[Your goal] Find each line of the entries with the string "format", please, and copy it.

---------- Listed entries ----------

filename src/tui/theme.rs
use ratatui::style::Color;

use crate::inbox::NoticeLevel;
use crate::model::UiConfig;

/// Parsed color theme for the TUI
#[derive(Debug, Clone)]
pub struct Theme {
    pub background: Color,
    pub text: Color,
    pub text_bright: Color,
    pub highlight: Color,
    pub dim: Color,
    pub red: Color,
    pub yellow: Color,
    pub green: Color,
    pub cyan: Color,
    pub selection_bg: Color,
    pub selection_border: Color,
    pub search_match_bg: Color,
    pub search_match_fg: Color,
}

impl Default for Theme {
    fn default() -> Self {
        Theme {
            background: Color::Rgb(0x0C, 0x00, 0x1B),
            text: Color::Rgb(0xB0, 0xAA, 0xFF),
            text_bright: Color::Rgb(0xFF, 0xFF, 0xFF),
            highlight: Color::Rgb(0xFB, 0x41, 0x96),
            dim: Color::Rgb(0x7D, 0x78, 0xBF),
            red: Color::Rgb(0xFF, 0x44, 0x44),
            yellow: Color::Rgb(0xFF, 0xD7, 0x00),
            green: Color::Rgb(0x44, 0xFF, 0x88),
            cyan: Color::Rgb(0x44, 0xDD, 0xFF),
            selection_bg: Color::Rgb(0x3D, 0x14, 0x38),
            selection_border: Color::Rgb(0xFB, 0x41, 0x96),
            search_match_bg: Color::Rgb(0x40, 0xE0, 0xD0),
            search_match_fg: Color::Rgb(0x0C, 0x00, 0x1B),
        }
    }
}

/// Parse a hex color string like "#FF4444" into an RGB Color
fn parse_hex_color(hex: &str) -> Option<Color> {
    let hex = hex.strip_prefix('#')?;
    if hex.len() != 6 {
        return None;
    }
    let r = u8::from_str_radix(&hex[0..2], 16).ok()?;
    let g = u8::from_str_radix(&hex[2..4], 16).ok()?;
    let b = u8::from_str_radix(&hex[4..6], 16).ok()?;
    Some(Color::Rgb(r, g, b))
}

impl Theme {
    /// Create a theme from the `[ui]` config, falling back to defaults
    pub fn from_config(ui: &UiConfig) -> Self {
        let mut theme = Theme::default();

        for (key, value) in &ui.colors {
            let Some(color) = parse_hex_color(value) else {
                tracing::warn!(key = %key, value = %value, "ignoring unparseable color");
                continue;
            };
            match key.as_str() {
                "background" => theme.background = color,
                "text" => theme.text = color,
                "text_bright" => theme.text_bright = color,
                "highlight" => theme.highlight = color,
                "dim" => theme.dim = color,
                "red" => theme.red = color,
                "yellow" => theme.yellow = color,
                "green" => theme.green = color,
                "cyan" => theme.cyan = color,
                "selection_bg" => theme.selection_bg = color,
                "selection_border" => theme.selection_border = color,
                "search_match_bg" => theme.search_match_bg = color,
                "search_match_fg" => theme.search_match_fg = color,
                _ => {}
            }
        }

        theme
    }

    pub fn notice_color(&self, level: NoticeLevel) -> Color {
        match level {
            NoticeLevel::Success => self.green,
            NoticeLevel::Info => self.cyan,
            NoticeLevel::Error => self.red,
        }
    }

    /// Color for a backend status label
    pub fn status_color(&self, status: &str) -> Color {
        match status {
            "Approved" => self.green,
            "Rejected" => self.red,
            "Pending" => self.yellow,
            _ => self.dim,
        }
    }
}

----------
---------- Listed entries ----------

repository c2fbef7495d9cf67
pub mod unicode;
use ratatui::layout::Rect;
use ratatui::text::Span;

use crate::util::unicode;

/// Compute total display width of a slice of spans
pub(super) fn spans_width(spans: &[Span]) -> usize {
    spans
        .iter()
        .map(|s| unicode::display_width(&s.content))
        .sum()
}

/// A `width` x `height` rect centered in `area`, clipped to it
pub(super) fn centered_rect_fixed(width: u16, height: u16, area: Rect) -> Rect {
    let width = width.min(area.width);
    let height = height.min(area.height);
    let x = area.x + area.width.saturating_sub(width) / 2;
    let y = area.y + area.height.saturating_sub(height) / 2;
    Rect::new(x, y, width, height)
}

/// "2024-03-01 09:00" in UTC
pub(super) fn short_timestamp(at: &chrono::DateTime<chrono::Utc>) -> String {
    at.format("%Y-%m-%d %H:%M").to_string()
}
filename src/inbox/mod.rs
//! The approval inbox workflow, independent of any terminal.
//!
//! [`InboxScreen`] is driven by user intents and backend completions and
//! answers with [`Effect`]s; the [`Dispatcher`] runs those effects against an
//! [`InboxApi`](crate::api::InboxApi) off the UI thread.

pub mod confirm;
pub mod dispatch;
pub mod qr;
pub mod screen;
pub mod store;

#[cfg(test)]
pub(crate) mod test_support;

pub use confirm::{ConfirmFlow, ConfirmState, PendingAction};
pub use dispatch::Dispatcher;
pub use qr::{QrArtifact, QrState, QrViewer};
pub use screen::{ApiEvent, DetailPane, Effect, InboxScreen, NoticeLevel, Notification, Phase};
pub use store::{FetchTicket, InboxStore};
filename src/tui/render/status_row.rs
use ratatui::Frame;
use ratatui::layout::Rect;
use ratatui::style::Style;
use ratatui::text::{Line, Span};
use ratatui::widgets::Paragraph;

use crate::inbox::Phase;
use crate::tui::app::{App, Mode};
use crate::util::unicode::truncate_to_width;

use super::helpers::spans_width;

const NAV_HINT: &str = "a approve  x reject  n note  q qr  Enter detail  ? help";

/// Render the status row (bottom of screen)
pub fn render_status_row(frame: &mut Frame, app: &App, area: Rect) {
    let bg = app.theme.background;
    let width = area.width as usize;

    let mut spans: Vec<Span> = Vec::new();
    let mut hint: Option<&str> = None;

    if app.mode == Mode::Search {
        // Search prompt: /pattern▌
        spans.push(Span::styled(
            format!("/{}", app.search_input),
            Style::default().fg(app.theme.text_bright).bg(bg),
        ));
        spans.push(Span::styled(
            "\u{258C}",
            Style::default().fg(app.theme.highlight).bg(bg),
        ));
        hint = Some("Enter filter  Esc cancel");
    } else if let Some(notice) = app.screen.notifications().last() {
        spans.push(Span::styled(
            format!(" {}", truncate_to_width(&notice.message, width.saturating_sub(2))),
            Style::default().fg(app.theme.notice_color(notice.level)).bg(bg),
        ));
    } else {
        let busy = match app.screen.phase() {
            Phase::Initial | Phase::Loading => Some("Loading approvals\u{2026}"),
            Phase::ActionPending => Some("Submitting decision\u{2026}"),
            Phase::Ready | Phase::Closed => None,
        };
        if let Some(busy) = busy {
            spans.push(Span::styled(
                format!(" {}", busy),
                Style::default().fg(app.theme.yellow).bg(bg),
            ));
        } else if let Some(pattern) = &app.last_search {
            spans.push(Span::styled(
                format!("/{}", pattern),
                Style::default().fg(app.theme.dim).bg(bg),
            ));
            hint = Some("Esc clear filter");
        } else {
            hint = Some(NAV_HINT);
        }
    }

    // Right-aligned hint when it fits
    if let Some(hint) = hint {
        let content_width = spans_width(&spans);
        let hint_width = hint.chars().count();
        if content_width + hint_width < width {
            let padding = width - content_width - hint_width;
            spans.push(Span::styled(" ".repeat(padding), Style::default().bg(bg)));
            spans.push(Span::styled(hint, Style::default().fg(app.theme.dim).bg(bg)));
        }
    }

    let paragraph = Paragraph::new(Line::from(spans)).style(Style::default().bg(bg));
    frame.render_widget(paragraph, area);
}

----------

[Answer area]
    at.format("%Y-%m-%d %H:%M").to_string()
            format!("/{}", app.search_input),
            format!(" {}", truncate_to_width(&notice.message, width.saturating_sub(2))),
                format!(" {}", busy),
                format!("/{}", pattern),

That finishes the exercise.